GSA Connects 2021 in Portland, Oregon

Paper No. 10-4
Presentation Time: 8:50 AM


MALANOSKI, Cooper, Earth Sciences, Oxford University, South Parks Road, Oxford, OX1 3AN, United Kingdom and PETSIOS, Elizabeth, Department of Geosciences, Baylor University, One Bear Place #97354, Waco, TX 76798

Environmental tolerance and ecological breadth are important predictors of extinction risk in Modern ecosystems, and generalist taxa have been posited to be resistant to extinction relative to specialists. Differential survivorship of ecologically stenotopic or eurytopic taxa has likely had significant macroevolutionary effects following both background extinction and mass extinction events throughout the Phanerozoic, but quantifying environmental tolerance in the fossil record is not straight-forward.
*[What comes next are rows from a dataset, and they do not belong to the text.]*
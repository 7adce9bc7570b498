//! The host surface the controller renders into.
//!
//! A page has two containers whose contents are replaced wholesale, a way to
//! put a blocking alert in front of the user, and a console for details the
//! user never sees. [`MemoryPage`] records all three; the terminal host lives
//! in [`terminal`] and the web host builds on `MemoryPage`.

pub mod terminal;

pub use terminal::TerminalPage;

use crate::logger::Logger;

/// The fixed regions of the page.
#[derive(Debug, Clone, Copy, PartialEq, Eq, Hash)]
pub enum Container {
    Results,
    Statistics,
}

impl Container {
    /// Element id of the container on the page.
    pub fn id(self) -> &'static str {
        match self {
            Self::Results => "results",
            Self::Statistics => "statistics",
        }
    }
}

/// Capabilities the controller needs from its host.
pub trait Page {
    /// Replace everything inside `container` with `html`.
    fn replace_contents(&mut self, container: Container, html: String);

    /// Show a message the user has to acknowledge.
    fn alert(&mut self, message: &str);

    /// Record a diagnostic the user is not shown.
    fn console_error(&mut self, message: &str);
}

impl<P: Page + ?Sized> Page for &mut P {
    fn replace_contents(&mut self, container: Container, html: String) {
        (**self).replace_contents(container, html);
    }

    fn alert(&mut self, message: &str) {
        (**self).alert(message);
    }

    fn console_error(&mut self, message: &str) {
        (**self).console_error(message);
    }
}

// ---------------------------------------------------------------------------
// In-memory host
// ---------------------------------------------------------------------------

/// A page that keeps its state in memory.
///
/// Console lines are also forwarded to the attached [`Logger`].
#[derive(Debug, Clone, Default)]
pub struct MemoryPage {
    results: String,
    statistics: String,
    /// Every container write, oldest first.
    pub writes: Vec<(Container, String)>,
    /// Every alert shown, oldest first.
    pub alerts: Vec<String>,
    /// Every console line, oldest first.
    pub console: Vec<String>,
    logger: Logger,
}

impl MemoryPage {
    pub fn new() -> Self {
        Self::default()
    }

    pub fn with_logger(logger: Logger) -> Self {
        Self {
            logger,
            ..Self::default()
        }
    }

    /// Current inner HTML of a container.
    pub fn contents(&self, container: Container) -> &str {
        match container {
            Container::Results => &self.results,
            Container::Statistics => &self.statistics,
        }
    }
}

impl Page for MemoryPage {
    fn replace_contents(&mut self, container: Container, html: String) {
        match container {
            Container::Results => self.results.clone_from(&html),
            Container::Statistics => self.statistics.clone_from(&html),
        }
        self.writes.push((container, html));
    }

    fn alert(&mut self, message: &str) {
        self.alerts.push(message.to_string());
    }

    fn console_error(&mut self, message: &str) {
        self.logger.error(message);
        self.console.push(message.to_string());
    }
}

#[cfg(test)]
mod tests {
    use super::*;

    #[test]
    fn container_ids() {
        assert_eq!(Container::Results.id(), "results");
        assert_eq!(Container::Statistics.id(), "statistics");
    }

    #[test]
    fn memory_page_replaces_contents() {
        let mut page = MemoryPage::new();
        page.replace_contents(Container::Results, "<p>one</p>".to_string());
        page.replace_contents(Container::Results, "<p>two</p>".to_string());
        assert_eq!(page.contents(Container::Results), "<p>two</p>");
        assert_eq!(page.contents(Container::Statistics), "");
        assert_eq!(page.writes.len(), 2);
    }

    #[test]
    fn memory_page_records_alerts_and_console() {
        let mut page = MemoryPage::new();
        page.alert("check your input");
        page.console_error("statistics unavailable");
        assert_eq!(page.alerts, vec!["check your input"]);
        assert_eq!(page.console, vec!["statistics unavailable"]);
    }

    #[test]
    fn mutable_reference_is_a_page() {
        fn touch(mut page: impl Page) {
            page.alert("hi");
        }
        let mut page = MemoryPage::new();
        touch(&mut page);
        assert_eq!(page.alerts.len(), 1);
    }
}
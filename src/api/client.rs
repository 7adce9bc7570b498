/// Blocking HTTP client for the prediction service.
///
/// Uses the synchronous `ureq` client. One agent is built per client and
/// reused for every call the client makes. No call is ever retried.
use std::time::Duration;

use serde::Serialize;
use serde::de::DeserializeOwned;
use url::Url;

use super::types::{PredictResponse, PredictionsResponse, ServiceInfo, StatisticsResponse};
use super::{ApiError, PredictionService};
use crate::config::schema::ApiConfig;
use crate::form::PredictionRequest;

/// Synchronous prediction service client.
#[derive(Debug, Clone)]
pub struct HttpClient {
    base_url: String,
    timeout: Option<Duration>,
    agent: ureq::Agent,
}

impl HttpClient {
    /// Build a client from the resolved `[api]` config.
    ///
    /// A `timeout_ms` of zero leaves requests without a deadline.
    pub fn from_config(config: &ApiConfig) -> Self {
        let timeout = (config.timeout_ms > 0).then(|| Duration::from_millis(config.timeout_ms));

        let mut builder = ureq::AgentBuilder::new();
        if let Some(timeout) = timeout {
            builder = builder.timeout(timeout);
        }

        Self {
            base_url: config.base_url.trim_end_matches('/').to_string(),
            timeout,
            agent: builder.build(),
        }
    }

    /// Request timeout, if one is configured.
    pub fn timeout(&self) -> Option<Duration> {
        self.timeout
    }

    fn url(&self, path: &str) -> String {
        let url = format!("{}{}", self.base_url, path);
        // "localhost" may resolve to ::1 first while the service only binds IPv4
        if let Ok(mut parsed) = Url::parse(&url)
            && parsed.host_str() == Some("localhost")
            && parsed.set_host(Some("127.0.0.1")).is_ok()
        {
            return parsed.into();
        }
        url
    }

    fn get_json<T: DeserializeOwned>(&self, path: &str) -> Result<T, ApiError> {
        let url = self.url(path);
        let result = self.agent.get(&url).call();
        read_json(&url, result)
    }

    fn post_json<T: DeserializeOwned>(
        &self,
        path: &str,
        body: &impl Serialize,
    ) -> Result<T, ApiError> {
        let url = self.url(path);
        let result = self.agent.post(&url).send_json(body);
        read_json(&url, result)
    }
}

/// Decode the JSON body of a response, whatever its status code.
fn read_json<T: DeserializeOwned>(
    url: &str,
    result: Result<ureq::Response, ureq::Error>,
) -> Result<T, ApiError> {
    let response = match result {
        Ok(response) => response,
        // Error statuses still carry the service's JSON error body
        Err(ureq::Error::Status(_, response)) => response,
        Err(ureq::Error::Transport(transport)) => {
            return Err(ApiError::Transport {
                url: url.to_string(),
                message: transport.to_string(),
            });
        }
    };

    let status = response.status();
    response
        .into_json::<T>()
        .map_err(|e| ApiError::Decode {
            url: url.to_string(),
            message: format!("HTTP {status}: {e}"),
        })
}

impl PredictionService for HttpClient {
    fn base_url(&self) -> &str {
        &self.base_url
    }

    fn predict(&self, request: &PredictionRequest) -> Result<PredictResponse, ApiError> {
        self.post_json("/predict", request)
    }

    fn statistics(&self) -> Result<StatisticsResponse, ApiError> {
        self.get_json("/statistics")
    }

    fn predictions(&self) -> Result<PredictionsResponse, ApiError> {
        self.get_json("/predictions")
    }

    fn service_info(&self) -> Result<ServiceInfo, ApiError> {
        self.get_json("/")
    }
}

// ---------------------------------------------------------------------------
// Tests
// ---------------------------------------------------------------------------
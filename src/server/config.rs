//! Environment configuration for the server.
//!
//! `DATABASE_URL`, `VALKEY_URL` and `LOGIN_URL` are required. `BIND_ADDRESS` falls back to
//! [`DEFAULT_BIND_ADDRESS`].

use std::net::SocketAddr;

use crate::server::error::config::ConfigError;

/// Address the server listens on when `BIND_ADDRESS` is not set.
pub const DEFAULT_BIND_ADDRESS: SocketAddr = SocketAddr::new(
    std::net::IpAddr::V4(std::net::Ipv4Addr::UNSPECIFIED),
    8080,
);

/// Server configuration read from the environment.
pub struct Config {
    /// Postgres connection string for the user store.
    pub database_url: String,
    /// Valkey/Redis URL for the session store.
    pub valkey_url: String,
    /// Identity provider sign-in URL offered on the login page.
    pub login_url: String,
    /// Address the HTTP listener binds to.
    pub bind_address: SocketAddr,
}

impl Config {
    /// Reads configuration from process environment variables.
    pub fn from_env() -> Result<Self, ConfigError> {
        Self::from_vars(|name| std::env::var(name).ok())
    }

    fn from_vars<F>(var: F) -> Result<Self, ConfigError>
    where
        F: Fn(&str) -> Option<String>,
    {
        let required =
            |name: &str| var(name).ok_or_else(|| ConfigError::MissingEnvVar(name.to_string()));

        let bind_address = match var("BIND_ADDRESS") {
            Some(value) => value
                .parse::<SocketAddr>()
                .map_err(|e| ConfigError::invalid("BIND_ADDRESS", &value, e))?,
            None => DEFAULT_BIND_ADDRESS,
        };

        let login_url = required("LOGIN_URL")?;
        // Rendered as a link on the login page, so it must leave the portal over HTTP(S)
        if !(login_url.starts_with("https://") || login_url.starts_with("http://")) {
            return Err(ConfigError::invalid(
                "LOGIN_URL",
                &login_url,
                "expected an http:// or https:// sign-in URL",
            ));
        }

        Ok(Self {
            database_url: required("DATABASE_URL")?,
            valkey_url: required("VALKEY_URL")?,
            login_url,
            bind_address,
        })
    }
}
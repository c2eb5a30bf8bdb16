pub use super::taxdesk_user::Entity as TaxdeskUser;
pub mod prelude;

pub mod taxdesk_user;
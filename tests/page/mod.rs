//! Tests for the rendered pages and their session gate.

use axum::http::{header, StatusCode};
use taxdesk_test_utils::prelude::*;

use crate::util::{body_text, get, signed_in_cookie, TEST_LOGIN_URL};

/// Expect a redirect to /login and no form when visiting client info without a session
#[tokio::test]
async fn client_info_redirects_without_session() -> Result<(), TestError> {
    let test = test_setup_with_user_tables!()?;

    let response = get(&test, "/client-info", None).await;

    assert_eq!(response.status(), StatusCode::TEMPORARY_REDIRECT);
    assert_eq!(response.headers()[header::LOCATION], "/login");
    let body = body_text(response).await;
    assert!(!body.contains("ClientInfoForm"));

    Ok(())
}

/// Expect the client info form under a single heading with a session
#[tokio::test]
async fn client_info_renders_with_session() -> Result<(), TestError> {
    let test = test_setup_with_user_tables!()?;
    let cookie = signed_in_cookie(&test, "u1").await?;

    let response = get(&test, "/client-info", Some(&cookie)).await;

    assert_eq!(response.status(), StatusCode::OK);
    let body = body_text(response).await;
    assert_eq!(body.matches("<h1").count(), 1);
    assert_eq!(body.matches("data-component=").count(), 1);
    assert!(body.contains("data-component=\"ClientInfoForm\""));

    Ok(())
}

/// Expect the upload form and no redirect with a session
#[tokio::test]
async fn upload_renders_with_session() -> Result<(), TestError> {
    let test = test_setup_with_user_tables!()?;
    let cookie = signed_in_cookie(&test, "u1").await?;

    let response = get(&test, "/upload", Some(&cookie)).await;

    assert_eq!(response.status(), StatusCode::OK);
    assert!(response.headers().get(header::LOCATION).is_none());
    let body = body_text(response).await;
    assert!(body.contains("data-component=\"FileUploadForm\""));

    Ok(())
}

/// Expect the upload page to redirect without a session
#[tokio::test]
async fn upload_redirects_without_session() -> Result<(), TestError> {
    let test = test_setup_with_user_tables!()?;

    let response = get(&test, "/upload", None).await;

    assert_eq!(response.status(), StatusCode::TEMPORARY_REDIRECT);
    assert_eq!(response.headers()[header::LOCATION], "/login");

    Ok(())
}

/// Expect the report generator for analysis A-1234 with and without a session
#[tokio::test]
async fn reports_render_regardless_of_session() -> Result<(), TestError> {
    let test = test_setup_with_user_tables!()?;
    let cookie = signed_in_cookie(&test, "u1").await?;

    for cookie in [None, Some(cookie.as_str())] {
        let response = get(&test, "/reports", cookie).await;

        assert_eq!(response.status(), StatusCode::OK);
        let body = body_text(response).await;
        assert!(body.contains("data-component=\"ReportGenerator\""));
        assert!(body.contains("data-analysis-id=\"A-1234\""));
    }

    Ok(())
}

/// Expect the demo experience without a session
#[tokio::test]
async fn tax_calculator_demo_renders_without_session() -> Result<(), TestError> {
    let test = test_setup_with_user_tables!()?;

    let response = get(&test, "/tax-calculator-demo", None).await;

    assert_eq!(response.status(), StatusCode::OK);
    let body = body_text(response).await;
    assert!(body.contains("data-component=\"TaxCalculatorDemoExperience\""));

    Ok(())
}

/// Expect the login page to link to the configured identity provider
#[tokio::test]
async fn login_links_to_identity_provider() -> Result<(), TestError> {
    let test = test_setup_with_user_tables!()?;

    let response = get(&test, "/login", None).await;

    assert_eq!(response.status(), StatusCode::OK);
    let body = body_text(response).await;
    assert!(body.contains("data-component=\"LoginPrompt\""));
    assert!(body.contains(TEST_LOGIN_URL));

    Ok(())
}

/// Expect a 404 page for unknown paths
#[tokio::test]
async fn unknown_path_renders_not_found() -> Result<(), TestError> {
    let test = test_setup_with_user_tables!()?;

    let response = get(&test, "/does-not-exist", None).await;

    assert_eq!(response.status(), StatusCode::NOT_FOUND);
    let body = body_text(response).await;
    assert!(body.contains("data-component=\"NotFound\""));

    Ok(())
}
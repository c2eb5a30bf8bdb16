//! Types shared between the server handlers and the page renderer.

pub mod api;
pub mod page;
pub mod user;
use std::sync::Arc;

use sea_orm::{sea_query::TableCreateStatement, ConnectionTrait, Database, DatabaseConnection};
use tower_sessions::{MemoryStore, Session};

use crate::error::TestError;

pub struct TestAppState {
    pub db: DatabaseConnection,
}

pub struct TestSetup {
    pub state: TestAppState,
    pub session: Session,
    pub store: MemoryStore,
}

impl TestSetup {
    pub async fn new() -> Result<Self, TestError> {
        let store = MemoryStore::default();
        let session = Session::new(None, Arc::new(store.clone()), None);

        let db = Database::connect("sqlite::memory:").await?;

        Ok(TestSetup {
            state: TestAppState { db },
            session,
            store,
        })
    }

    pub async fn with_tables(&self, stmts: Vec<TableCreateStatement>) -> Result<(), TestError> {
        for stmt in stmts {
            self.state.db.execute(&stmt).await?;
        }

        Ok(())
    }

    /// Persist a new session holding `value` under `key` in the shared store.
    ///
    /// Returns the session id to send as the `id` cookie, letting HTTP-level
    /// tests act as a signed-in browser.
    pub async fn persisted_session<T>(&self, key: &str, value: T) -> Result<String, TestError>
    where
        T: serde::Serialize + Send + Sync,
    {
        let session = Session::new(None, Arc::new(self.store.clone()), None);
        session.insert(key, value).await?;
        session.save().await?;

        let id = session.id().map(|id| id.to_string()).unwrap_or_default();

        Ok(id)
    }
}

#[macro_export]
macro_rules! test_setup_with_tables {
    // Pattern 1: No entities provided
    () => {{
        TestSetup::new().await
    }};

    // Pattern 2: Entities provided
    ($($entity:expr),+ $(,)?) => {{
        async {
            let setup = TestSetup::new().await?;

            let schema = sea_orm::Schema::new(sea_orm::DbBackend::Sqlite);
            let stmts = vec![
                $(schema.create_table_from_entity($entity),)+
            ];
            setup.with_tables(stmts).await?;

            Ok::<_, $crate::error::TestError>(setup)
        }.await
    }};
}

#[macro_export]
macro_rules! test_setup_with_user_tables {
    () => {{
        async {
            let setup = TestSetup::new().await?;

            let schema = sea_orm::Schema::new(sea_orm::DbBackend::Sqlite);
            let stmts = vec![schema.create_table_from_entity(entity::prelude::TaxdeskUser)];
            setup.with_tables(stmts).await?;

            Ok::<_, $crate::error::TestError>(setup)
        }.await
    }};
}
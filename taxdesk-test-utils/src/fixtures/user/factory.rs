//! Factory functions for generating mock user database models.
//!
//! These are in-memory model instances that don't require database
//! interaction.

use chrono::Utc;

use crate::model::UserModel;

/// Create a mock user database model with standard test values.
///
/// # Arguments
/// - `id` - The user's primary key
/// - `email` - The user's unique email address
pub fn mock_user_model(id: &str, email: &str) -> UserModel {
    UserModel {
        id: id.to_string(),
        email: email.to_string(),
        name: Some("Test User".to_string()),
        created_at: Utc::now().naive_utc(),
    }
}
We utilize several environmental proxies to assess the ecological tolerance of marine genera, quantitatively assigning taxa as specialist or generalist taxa using a binomial test to assess whether there was significant environmental affinity compared to the proportion of environments within the Paleobiology Database per timebin. We used logistic regression to quantify the depth, substrate, energy level and latitude selectivity towards generalists vs. specialists for background and mass extinction intervals. We find that depth and substrate eurytopicity were the most important variables in determining survivorship throughout the Phanerozoic. Generalist taxa for depth and substrate selectively survived certain mass extinction intervals, and the selective survival of specialists was more common during background intervals. Overall, selectivity based on environmental tolerance is a significant determinant of extinction risk for many background and extinction intervals throughout the Phanerozoic. The difference in selectivity between mass extinctions and background intervals suggests that different extinction causal mechanisms manifest as different selectivity regimes for mass extinction and background extinction throughout the Phanerozoic.